● Task objective: Go through the listing and copy each line with the string "Some".
============================================================
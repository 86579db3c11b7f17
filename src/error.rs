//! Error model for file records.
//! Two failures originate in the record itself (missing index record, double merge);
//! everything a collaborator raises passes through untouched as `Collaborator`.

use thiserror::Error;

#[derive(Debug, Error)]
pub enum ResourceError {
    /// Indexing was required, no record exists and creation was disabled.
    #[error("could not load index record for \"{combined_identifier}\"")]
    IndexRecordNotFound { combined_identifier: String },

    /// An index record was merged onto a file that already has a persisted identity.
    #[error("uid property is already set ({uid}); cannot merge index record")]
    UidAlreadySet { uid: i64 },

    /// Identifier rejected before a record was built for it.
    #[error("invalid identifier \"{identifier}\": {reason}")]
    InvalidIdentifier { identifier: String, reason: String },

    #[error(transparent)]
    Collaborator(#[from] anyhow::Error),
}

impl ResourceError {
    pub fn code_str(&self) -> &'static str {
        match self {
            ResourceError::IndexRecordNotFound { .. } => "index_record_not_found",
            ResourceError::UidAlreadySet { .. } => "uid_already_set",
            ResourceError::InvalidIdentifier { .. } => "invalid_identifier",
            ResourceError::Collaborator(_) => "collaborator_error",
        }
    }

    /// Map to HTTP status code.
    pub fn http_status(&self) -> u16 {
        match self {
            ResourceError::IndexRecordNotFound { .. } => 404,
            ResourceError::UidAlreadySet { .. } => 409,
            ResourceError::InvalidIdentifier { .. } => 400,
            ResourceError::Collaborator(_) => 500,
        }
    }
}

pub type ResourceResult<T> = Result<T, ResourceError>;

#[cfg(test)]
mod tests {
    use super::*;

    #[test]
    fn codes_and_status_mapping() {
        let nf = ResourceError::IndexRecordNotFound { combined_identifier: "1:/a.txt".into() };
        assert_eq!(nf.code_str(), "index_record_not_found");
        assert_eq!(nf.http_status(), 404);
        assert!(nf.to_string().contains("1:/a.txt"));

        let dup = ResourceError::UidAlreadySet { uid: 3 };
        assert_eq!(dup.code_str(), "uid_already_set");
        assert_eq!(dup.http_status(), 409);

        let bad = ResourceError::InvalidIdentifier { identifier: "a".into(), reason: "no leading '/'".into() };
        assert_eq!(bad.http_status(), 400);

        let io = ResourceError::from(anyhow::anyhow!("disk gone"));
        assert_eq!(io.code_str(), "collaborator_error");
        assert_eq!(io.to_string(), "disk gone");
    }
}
============================================================
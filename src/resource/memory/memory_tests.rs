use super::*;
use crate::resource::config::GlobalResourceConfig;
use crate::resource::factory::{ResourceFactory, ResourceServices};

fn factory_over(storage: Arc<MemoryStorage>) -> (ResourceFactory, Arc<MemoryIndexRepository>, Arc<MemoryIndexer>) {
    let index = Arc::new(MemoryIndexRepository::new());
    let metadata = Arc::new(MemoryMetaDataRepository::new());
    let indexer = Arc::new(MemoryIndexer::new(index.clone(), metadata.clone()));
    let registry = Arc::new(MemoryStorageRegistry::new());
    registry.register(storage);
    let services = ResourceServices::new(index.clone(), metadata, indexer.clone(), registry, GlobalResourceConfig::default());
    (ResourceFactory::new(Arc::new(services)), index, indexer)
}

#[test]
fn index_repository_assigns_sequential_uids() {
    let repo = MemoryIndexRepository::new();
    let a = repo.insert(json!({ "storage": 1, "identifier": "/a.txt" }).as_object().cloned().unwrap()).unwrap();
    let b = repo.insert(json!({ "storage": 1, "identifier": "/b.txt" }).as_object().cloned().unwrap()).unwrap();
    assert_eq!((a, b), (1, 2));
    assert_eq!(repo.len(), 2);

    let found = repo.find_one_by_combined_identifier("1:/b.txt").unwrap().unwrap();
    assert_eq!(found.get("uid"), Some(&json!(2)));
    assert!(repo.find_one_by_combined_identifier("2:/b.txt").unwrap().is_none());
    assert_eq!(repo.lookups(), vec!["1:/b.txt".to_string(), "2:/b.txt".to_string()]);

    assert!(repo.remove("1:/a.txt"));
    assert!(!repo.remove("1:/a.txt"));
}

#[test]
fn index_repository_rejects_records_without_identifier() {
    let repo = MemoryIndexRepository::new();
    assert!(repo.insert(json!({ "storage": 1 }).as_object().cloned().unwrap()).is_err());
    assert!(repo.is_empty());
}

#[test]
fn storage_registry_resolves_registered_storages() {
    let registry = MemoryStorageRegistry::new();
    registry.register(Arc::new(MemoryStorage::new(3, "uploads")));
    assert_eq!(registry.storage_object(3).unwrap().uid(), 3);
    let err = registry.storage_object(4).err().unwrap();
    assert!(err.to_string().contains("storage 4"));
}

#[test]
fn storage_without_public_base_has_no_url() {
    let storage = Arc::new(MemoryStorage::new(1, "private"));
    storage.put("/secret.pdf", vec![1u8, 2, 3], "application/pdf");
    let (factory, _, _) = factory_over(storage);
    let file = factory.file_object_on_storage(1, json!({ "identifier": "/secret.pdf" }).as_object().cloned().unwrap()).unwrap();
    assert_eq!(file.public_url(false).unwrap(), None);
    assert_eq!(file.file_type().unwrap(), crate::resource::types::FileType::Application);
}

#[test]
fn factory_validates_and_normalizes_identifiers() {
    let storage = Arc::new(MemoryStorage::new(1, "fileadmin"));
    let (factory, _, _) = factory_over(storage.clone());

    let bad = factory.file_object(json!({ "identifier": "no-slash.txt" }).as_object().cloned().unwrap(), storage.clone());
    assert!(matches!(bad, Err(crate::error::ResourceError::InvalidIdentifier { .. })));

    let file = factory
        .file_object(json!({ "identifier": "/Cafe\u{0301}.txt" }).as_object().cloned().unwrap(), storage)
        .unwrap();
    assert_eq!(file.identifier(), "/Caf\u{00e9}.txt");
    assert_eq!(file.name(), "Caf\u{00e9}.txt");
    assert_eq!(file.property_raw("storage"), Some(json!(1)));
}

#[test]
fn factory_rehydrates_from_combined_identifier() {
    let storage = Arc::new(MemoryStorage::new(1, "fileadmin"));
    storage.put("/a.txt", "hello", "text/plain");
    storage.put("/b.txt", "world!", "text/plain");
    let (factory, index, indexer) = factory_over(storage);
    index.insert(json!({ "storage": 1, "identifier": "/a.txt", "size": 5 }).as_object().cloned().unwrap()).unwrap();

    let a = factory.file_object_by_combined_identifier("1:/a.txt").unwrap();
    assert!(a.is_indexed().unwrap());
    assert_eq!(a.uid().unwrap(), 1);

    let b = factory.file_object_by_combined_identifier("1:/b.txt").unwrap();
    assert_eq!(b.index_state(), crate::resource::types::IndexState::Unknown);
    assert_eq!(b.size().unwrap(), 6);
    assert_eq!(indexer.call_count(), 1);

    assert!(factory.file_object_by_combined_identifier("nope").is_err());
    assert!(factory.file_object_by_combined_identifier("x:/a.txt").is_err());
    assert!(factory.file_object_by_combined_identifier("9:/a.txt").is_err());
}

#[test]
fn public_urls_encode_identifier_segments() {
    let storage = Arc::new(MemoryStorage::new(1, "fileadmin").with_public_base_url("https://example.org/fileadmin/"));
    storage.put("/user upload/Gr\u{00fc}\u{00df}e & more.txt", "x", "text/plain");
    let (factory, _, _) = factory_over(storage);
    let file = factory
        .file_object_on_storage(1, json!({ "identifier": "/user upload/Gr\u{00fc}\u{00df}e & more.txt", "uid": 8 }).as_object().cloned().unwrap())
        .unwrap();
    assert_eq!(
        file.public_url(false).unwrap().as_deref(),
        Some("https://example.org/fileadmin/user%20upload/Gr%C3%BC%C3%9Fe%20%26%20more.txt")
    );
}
============================================================
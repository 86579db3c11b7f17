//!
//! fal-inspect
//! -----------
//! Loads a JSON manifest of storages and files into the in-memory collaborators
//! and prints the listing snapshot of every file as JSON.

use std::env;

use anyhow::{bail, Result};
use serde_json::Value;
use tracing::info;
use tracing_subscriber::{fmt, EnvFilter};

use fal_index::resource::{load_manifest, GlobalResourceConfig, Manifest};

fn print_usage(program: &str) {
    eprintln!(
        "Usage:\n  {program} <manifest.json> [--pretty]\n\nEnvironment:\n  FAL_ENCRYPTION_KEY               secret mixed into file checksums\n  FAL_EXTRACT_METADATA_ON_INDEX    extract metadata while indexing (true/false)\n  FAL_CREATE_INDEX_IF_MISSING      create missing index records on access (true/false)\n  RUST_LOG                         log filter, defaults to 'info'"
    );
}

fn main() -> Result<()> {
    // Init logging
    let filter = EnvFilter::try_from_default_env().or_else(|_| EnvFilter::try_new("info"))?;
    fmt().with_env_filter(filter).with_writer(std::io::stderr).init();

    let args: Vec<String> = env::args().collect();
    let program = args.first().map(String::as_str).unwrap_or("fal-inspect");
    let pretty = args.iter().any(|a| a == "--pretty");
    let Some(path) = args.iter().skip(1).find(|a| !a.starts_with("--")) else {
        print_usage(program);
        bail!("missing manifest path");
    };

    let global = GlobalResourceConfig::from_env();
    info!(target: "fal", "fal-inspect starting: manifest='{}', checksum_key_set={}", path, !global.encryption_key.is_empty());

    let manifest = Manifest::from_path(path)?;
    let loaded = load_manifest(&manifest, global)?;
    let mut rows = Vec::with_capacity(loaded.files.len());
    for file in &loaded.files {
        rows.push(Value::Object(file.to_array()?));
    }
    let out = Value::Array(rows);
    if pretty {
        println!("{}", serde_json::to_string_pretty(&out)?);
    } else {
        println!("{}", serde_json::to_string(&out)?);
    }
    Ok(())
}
============================================================
● Finished exercise:
    assert_eq!(found.get("uid"), Some(&json!(2)));
    assert_eq!(file.property_raw("storage"), Some(json!(1)));
        Some("https://example.org/fileadmin/user%20upload/Gr%C3%BC%C3%9Fe%20%26%20more.txt")
    let Some(path) = args.iter().skip(1).find(|a| !a.starts_with("--")) else {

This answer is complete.